WHAT TO DO →
Copy each line containing "simple" from the listing below.

RECORDS FOR THE TASK →

use mercato_core::routing::RouteGroup;

/// Routes mounted at `/v1/team/assets/agent-groups`.
///
/// ```text
/// GET              /                                               -> index
/// GET|POST         /records                                        -> records.list|create
/// GET|PUT|DELETE   /records/{agentGroup}                           -> records.view|update|destroy
/// GET              /records/{agentGroup}/agents                    -> records.agents.index
/// GET              /records/{agentGroup}/agents/records            -> records.agents.records.list
/// GET|PUT|DELETE   /records/{agentGroup}/agents/records/{agent}    -> records.agents.records.view|update|detach
/// POST             /records/{agentGroup}/agents/manage/attach      -> records.agents.manage.attach
/// PUT              /records/{agentGroup}/agents/manage/update      -> records.agents.manage.update
/// DELETE           /records/{agentGroup}/agents/manage/detach      -> records.agents.manage.detach
/// GET              /records/{agentGroup}/pages                     -> records.pages.index
/// POST             /records/{agentGroup}/pages/manage/attach       -> records.pages.manage.attach
/// DELETE           /records/{agentGroup}/pages/manage/detach       -> records.pages.manage.detach
/// DELETE           /manage/destroy                                 -> manage.destroy
/// ```
pub fn declare(groups: &mut RouteGroup<'_>) {
    groups.get("/", "index", "simple list of agent groups");
    groups.group("/records", "records", |records| {
        records
            .get("/", "list", "paginated full list of agent groups")
            .paginated();
        records.post("/", "create", "create a new agent group");
        records.get("/{agentGroup}", "view", "view agent group");
        records.put("/{agentGroup}", "update", "update agent group");
        records.delete("/{agentGroup}", "destroy", "remove agent group");

        // Agents in the group (many-to-many, with pivot values).
        records.group("/{agentGroup}/agents", "agents", |agents| {
            agents.get("/", "index", "simple list of agents in agent group");
            agents.group("/records", "records", |records| {
                records
                    .get("/", "list", "paginated full list of agents in agent group")
                    .paginated();
                records.get(
                    "/{agent}",
                    "view",
                    "view single agent with pivot values in agent group",
                );
                records.put(
                    "/{agent}",
                    "update",
                    "update single agent pivot values in agent group",
                );
                records.delete("/{agent}", "detach", "detach single agent from agent group");
            });
            agents.group("/manage", "manage", |manage| {
                manage
                    .post("/attach", "attach", "attach multiple agents to agent group")
                    .bulk();
                manage.put(
                    "/update",
                    "update",
                    "update agents attachements in agent group (sync) and the pivot values",
                );
                manage
                    .delete("/detach", "detach", "detach multiple agents from agent group")
                    .bulk();
            });
        });

        // Pages handled by the group (one-to-many).
        records.group("/{agentGroup}/pages", "pages", |pages| {
            pages.get("/", "index", "simple list of pages in agent group");
            pages.group("/manage", "manage", |manage| {
                manage
                    .post("/attach", "attach", "attach multiple pages to agent group")
                    .bulk();
                manage
                    .delete("/detach", "detach", "detach multiple pages from agent group")
                    .bulk();
            });
        });
    });
    groups.group("/manage", "manage", |manage| {
        manage
            .delete("/destroy", "destroy", "destroy (cancel) multiple agent groups")
            .bulk();
    });
}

EXERCISE SOLUTION →
    groups.get("/", "index", "simple list of agent groups");
            agents.get("/", "index", "simple list of agents in agent group");
            pages.get("/", "index", "simple list of pages in agent group");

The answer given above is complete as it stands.